Written by: Tyler Perry
Starring: Alfre Woodard, Sanaa Lathan, Rockmond Dunbar, Taraji P. Henson, Cole Hauser
Power and money can do plenty to mess with the minds of people and often have them making self-destructive decisions in order to gain more of it. A tale as old as time told in various circumstances throughout the history of humanity. Tyler Perry wanted to take a stab at it by combining two families and how this weaves into mutual connections and destruction. He gives an honest attempt with The Family that Preys but it ultimately falls short due to the same mishaps you can expect with his style of filmmaking.
Alice (Alfre Woodard) and Charlotte (Kathy Bates) have fostered a strong friendship over the years to the point where the latter agrees to fund the wedding of the former’s daughter, Andrea (Sanaa Lathan). The different relationships begin to catch fire as emotions wrap up with the connections between the two families and how much power influences their decisions.
Melodrama has never met a better running mate than Tyler Perry as their combination has made the man a star producer but often dampen even his best filmmaking efforts. With this particular film, he begins with good intentions of displaying the harsh reality of what people will do to attain more power, but it gets bogged down in trying to be shocking and as much turmoil as possible where none of it ever feels potent. Instead, we have a story fragmented into different relationships when I would have sufficed with just one storyline with much more exploration.
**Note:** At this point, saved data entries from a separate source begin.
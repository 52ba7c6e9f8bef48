//! MSF (Miu Sprite Format) CLI Utility
//!
//! A command-line tool for inspecting, extracting, and building MSF animation files.
//!
//! # Features
//!
//! - **unpack**: Extract all frames from an MSF file to PNG images with JSON metadata
//! - **pack**: Combine PNG images and JSON metadata into an MSF file
//! - **verify**: Validate MSF encoder/decoder round-trip accuracy
//! - **info**: Display information about an MSF file
//!
//! # Metadata Format
//!
//! Animation metadata is stored in a JSON file with the following structure:
//! ```json
//! {
//!   "canvas_width": 64,
//!   "canvas_height": 80,
//!   "direction_count": 8,
//!   "fps": 16,
//!   "anchor_x": 32,
//!   "anchor_y": 70,
//!   "frames": [
//!     { "index": 0, "filename": "frame_000.png" }
//!   ]
//! }
//! ```
//!
//! Frame PNGs are full canvas-sized RGBA images; the encoder crops each one to
//! the tight bounding box of its non-transparent pixels and quantizes a shared
//! palette across the whole set.
//!
//! # Usage
//!
//! ```bash
//! # Unpack an MSF file to PNG frames
//! cargo run --example msf_utils -- unpack HERO_WALK.msf
//!
//! # Unpack to a specific directory
//! cargo run --example msf_utils -- unpack HERO_WALK.msf -o frames/
//!
//! # Pack PNG frames back into an MSF file
//! cargo run --example msf_utils -- pack frames/ output.msf
//!
//! # Verify encoder/decoder round-trip accuracy
//! cargo run --example msf_utils -- verify HERO_WALK.msf
//!
//! # Show MSF file information
//! cargo run --example msf_utils -- info HERO_WALK.msf --detailed
//! ```

use clap::{Parser, Subcommand};
use image::RgbaImage;
use miu_rs::prelude::{MsfFile, MsfFileBuilder};
use serde::{Deserialize, Serialize};
use std::fs;
use std::path::PathBuf;

#[derive(Parser)]
#[command(name = "msf_utils")]
#[command(author = "miu-rs project")]
#[command(version = "1.0")]
#[command(about = "MSF sprite utility - pack, unpack, verify, and inspect MSF files", long_about = None)]
struct Cli {
	#[command(subcommand)]
	command: Commands,
}

#[derive(Subcommand)]
enum Commands {
	/// Unpack an MSF file to individual PNG images
	Unpack {
		/// Input MSF file path
		#[arg(value_name = "INPUT_MSF")]
		input: PathBuf,

		/// Output directory path (optional, defaults to `<input>_frames/`)
		#[arg(short, long, value_name = "OUTPUT_DIR")]
		output: Option<PathBuf>,

		/// Show verbose output
		#[arg(short, long)]
		verbose: bool,
	},

	/// Pack PNG images from a directory into an MSF file
	Pack {
		/// Input directory containing PNG files and metadata.json
		#[arg(value_name = "INPUT_DIR")]
		input: PathBuf,

		/// Output MSF file path
		#[arg(value_name = "OUTPUT_MSF")]
		output: PathBuf,

		/// Maximum number of quantized palette colors (1-255)
		#[arg(short, long, default_value_t = 255)]
		max_colors: usize,

		/// Show verbose output
		#[arg(short, long)]
		verbose: bool,
	},

	/// Verify MSF encoder/decoder round-trip accuracy
	Verify {
		/// Input MSF file path to verify
		#[arg(value_name = "INPUT_MSF")]
		input: PathBuf,

		/// Show verbose output
		#[arg(short, long)]
		verbose: bool,
	},

	/// Display information about an MSF file
	Info {
		/// Input MSF file path
		#[arg(value_name = "INPUT_MSF")]
		input: PathBuf,

		/// Show detailed frame information
		#[arg(short, long)]
		detailed: bool,
	},
}

/// Frame metadata for JSON serialization
#[derive(Debug, Clone, Serialize, Deserialize)]
struct FrameMetadata {
	/// Frame index
	index: usize,
	/// Frame PNG filename
	filename: String,
}

/// Complete animation metadata structure
#[derive(Debug, Clone, Serialize, Deserialize)]
struct AnimationMetadata {
	/// Canvas width in pixels
	canvas_width: u16,
	/// Canvas height in pixels
	canvas_height: u16,
	/// Number of facing directions
	direction_count: u8,
	/// Playback rate in frames per second
	fps: u8,
	/// Anchor point X
	anchor_x: i16,
	/// Anchor point Y
	anchor_y: i16,
	/// List of frame metadata
	frames: Vec<FrameMetadata>,
}

/// Save metadata to JSON file
fn save_metadata(
	path: &PathBuf,
	metadata: &AnimationMetadata,
) -> Result<(), Box<dyn std::error::Error>> {
	let json = serde_json::to_string_pretty(metadata)?;
	fs::write(path, json)?;
	Ok(())
}

/// Load metadata from JSON file
fn load_metadata(path: &PathBuf) -> Result<AnimationMetadata, Box<dyn std::error::Error>> {
	let json = fs::read_to_string(path)?;
	let metadata = serde_json::from_str(&json)?;
	Ok(metadata)
}

/// Handle unpack command
fn handle_unpack(
	input: PathBuf,
	output: Option<PathBuf>,
	verbose: bool,
) -> Result<(), Box<dyn std::error::Error>> {
	// Generate output directory if not specified
	let output_dir = output.unwrap_or_else(|| {
		let mut dir = input.clone();
		dir.set_extension("");
		let name = format!("{}_frames", dir.file_name().unwrap().to_string_lossy());
		dir.with_file_name(name)
	});

	if verbose {
		println!("🔓 Unpacking MSF file");
		println!("   Input:  {}", input.display());
		println!("   Output: {}", output_dir.display());
	}

	let msf = MsfFile::open(&input)?;
	let header = msf.header();

	if verbose {
		println!("   ✓ {}", msf);
	}

	fs::create_dir_all(&output_dir)?;

	let mut metadata = AnimationMetadata {
		canvas_width: header.canvas_width,
		canvas_height: header.canvas_height,
		direction_count: header.direction_count,
		fps: header.fps,
		anchor_x: header.anchor_x,
		anchor_y: header.anchor_y,
		frames: Vec::new(),
	};

	for (index, rgba) in msf.render_frames().into_iter().enumerate() {
		let filename = format!("frame_{:03}.png", index);
		let path = output_dir.join(&filename);

		let img: RgbaImage = RgbaImage::from_raw(
			u32::from(header.canvas_width),
			u32::from(header.canvas_height),
			rgba,
		)
		.ok_or("Failed to create frame image")?;
		img.save(&path)?;

		metadata.frames.push(FrameMetadata {
			index,
			filename,
		});

		if verbose {
			println!("   ✓ Frame {:3} -> frame_{:03}.png", index, index);
		}
	}

	let metadata_path = output_dir.join("metadata.json");
	save_metadata(&metadata_path, &metadata)?;

	println!(
		"✅ Unpacked {} frames to {}",
		metadata.frames.len(),
		output_dir.display()
	);
	Ok(())
}

/// Handle pack command
fn handle_pack(
	input: PathBuf,
	output: PathBuf,
	max_colors: usize,
	verbose: bool,
) -> Result<(), Box<dyn std::error::Error>> {
	let metadata_path = input.join("metadata.json");
	let metadata = load_metadata(&metadata_path)?;

	if verbose {
		println!("📦 Packing MSF file");
		println!("   Input:    {}", input.display());
		println!("   Output:   {}", output.display());
		println!(
			"   Canvas:   {}x{}",
			metadata.canvas_width, metadata.canvas_height
		);
		println!("   Frames:   {}", metadata.frames.len());
	}

	let mut builder = MsfFileBuilder::new(metadata.canvas_width, metadata.canvas_height);
	builder
		.direction_count(metadata.direction_count)
		.fps(metadata.fps)
		.anchor(metadata.anchor_x, metadata.anchor_y)
		.max_colors(max_colors);

	for frame_meta in &metadata.frames {
		let path = input.join(&frame_meta.filename);
		let img = image::open(&path)?.to_rgba8();

		if img.width() != u32::from(metadata.canvas_width)
			|| img.height() != u32::from(metadata.canvas_height)
		{
			return Err(format!(
				"{}: expected {}x{} canvas, got {}x{}",
				frame_meta.filename,
				metadata.canvas_width,
				metadata.canvas_height,
				img.width(),
				img.height()
			)
			.into());
		}

		builder.add_frame_rgba(img.as_raw())?;

		if verbose {
			println!("   ✓ Frame {:3} <- {}", frame_meta.index, frame_meta.filename);
		}
	}

	let msf = builder.build()?;
	msf.save(&output)?;

	let size = fs::metadata(&output)?.len();
	println!(
		"✅ Packed {} frames into {} ({} bytes)",
		metadata.frames.len(),
		output.display(),
		size
	);
	Ok(())
}

/// Handle verify command
fn handle_verify(input: PathBuf, verbose: bool) -> Result<(), Box<dyn std::error::Error>> {
	println!("🔍 Verifying {}", input.display());

	let original_size = fs::metadata(&input)?.len();
	let msf = MsfFile::open(&input)?;

	if verbose {
		println!("   ✓ {}", msf);
	}

	// Re-encode and decode again
	let reencoded = msf.to_bytes()?;
	let decoded = MsfFile::from_bytes(&reencoded)?;

	if decoded.frame_count() != msf.frame_count() {
		log::warn!(
			"frame count changed: {} -> {}",
			msf.frame_count(),
			decoded.frame_count()
		);
		return Err("Verification FAILED: frame count mismatch".into());
	}

	// Compare rendered output pixel for pixel
	let mut mismatched_frames = 0;
	for index in 0..msf.frame_count() {
		let before = msf.render_frame(index);
		let after = decoded.render_frame(index);
		if before != after {
			log::warn!("frame {index} renders differently after re-encode");
			mismatched_frames += 1;
		} else if verbose {
			println!("   ✓ Frame {:3} matches", index);
		}
	}

	if mismatched_frames > 0 {
		return Err(format!("Verification FAILED: {mismatched_frames} frame(s) mismatch").into());
	}

	println!(
		"✅ Verification passed: {} frames, {} bytes -> {} bytes re-encoded",
		msf.frame_count(),
		original_size,
		reencoded.len()
	);
	Ok(())
}

/// Handle info command
fn handle_info(input: PathBuf, detailed: bool) -> Result<(), Box<dyn std::error::Error>> {
	let size = fs::metadata(&input)?.len();
	let msf = MsfFile::open(&input)?;
	let header = msf.header();

	println!("{}", msf);
	println!("  File size:   {} bytes", size);
	println!("  Version:     {}", header.version);
	println!("  Flags:       0x{:04X}", header.flags);
	println!("  Anchor:      ({}, {})", header.anchor_x, header.anchor_y);

	if detailed {
		println!("  Frames:");
		for (index, frame) in msf.iter().enumerate() {
			println!("    [{:3}] {}", index, frame);
		}
	}

	Ok(())
}

fn main() {
	// Initialize logger with default level set to info if RUST_LOG is not set
	env_logger::init_from_env(env_logger::Env::default().default_filter_or("info"));

	let cli = Cli::parse();

	let result = match cli.command {
		Commands::Unpack {
			input,
			output,
			verbose,
		} => handle_unpack(input, output, verbose),
		Commands::Pack {
			input,
			output,
			max_colors,
			verbose,
		} => handle_pack(input, output, max_colors, verbose),
		Commands::Verify {
			input,
			verbose,
		} => handle_verify(input, verbose),
		Commands::Info {
			input,
			detailed,
		} => handle_info(input, detailed),
	};

	if let Err(e) = result {
		eprintln!("❌ Error: {}", e);
		std::process::exit(1);
	}
}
This ultimately is what brings down this story where different tethers could have made a solid narrative but bringing them all together makes them laughably implausible and fairly shallow when looking at the tale as a whole. The connection starts from the very top with the matriarchs. Charlotte and Alice have bonded throughout the years and have formed a strong friendship of mutual respect. Then you have Alice’s daughters Andrea and Pam (Taraji P. Henson), who have their own rivalry between each other based on their differences and values. Pam sacrifices to work with her mother at the diner they own while Andrea enjoys the finer things in life and works for Charlotte and her son William (Cole Hauser). Both Andrea and Pam have spouses who have dreams to build their own construction firm but do not have the proper sophistication, as said by Andrea herself All of these relationships get intermingled and while the intention was to be a mess, I assume, it still does not come together cohesively.
The most fruitful aspect of this story comes with the two matriarchs. They present a wonderful bond of two women who have lived their lives and have found companionship with each other. Whenever the film focuses on them and their relationship, this story hits its height not only because narratively it works the best, but we get to spend time with Alfre Woodard and Kathy Bates. Two screen legends having fun on-screen is always appreciated. The chemistry they build together creates for all of the other nonsense to look even more ridiculous.
Once it gets to Andrea having an affair with William and how her husband Chris (Rockmond Dunbar) wants Andrea to help get funding for his construction dream, it all just gets trite and incredibly uninteresting. The film certainly positions Andrea to be a villain of the piece, especially the way she speaks to her sympathetic sister Pam and stows money given from her extramarital affair away from her husband. It all just gets so basic and ramifications do not have the type of profundity Perry perhaps thought he could present through this story. By the end, all it warrants is a big shrug because I just wanted to get back to Charlotte and Alice with what they go up to together.
In addition to Bates and Woodard, Tyler Perry has shown he can assemble some great talent to fill out the roles in his films. He includes himself in the cast with a somewhat substantive role but he also brings in folks like Taraji P. Henson, Robin Givens, Cole Hauser, Sanaa Lathan, and several others. They each do what they can with what they receive and as an ensemble try to create intrigue in a story more concerned with shock value than telling a cohesive narrative.
Heightened emotions and fiery fights galore in a story better tooled to expand and focus on just one of the threads, The Family that Preys has just enough to enjoy to not make this a complete wash. The narrative gets spread out far too thin, which leaves each storyline feeling underserved as a result, which is a shame considering the potential of each individual pocket.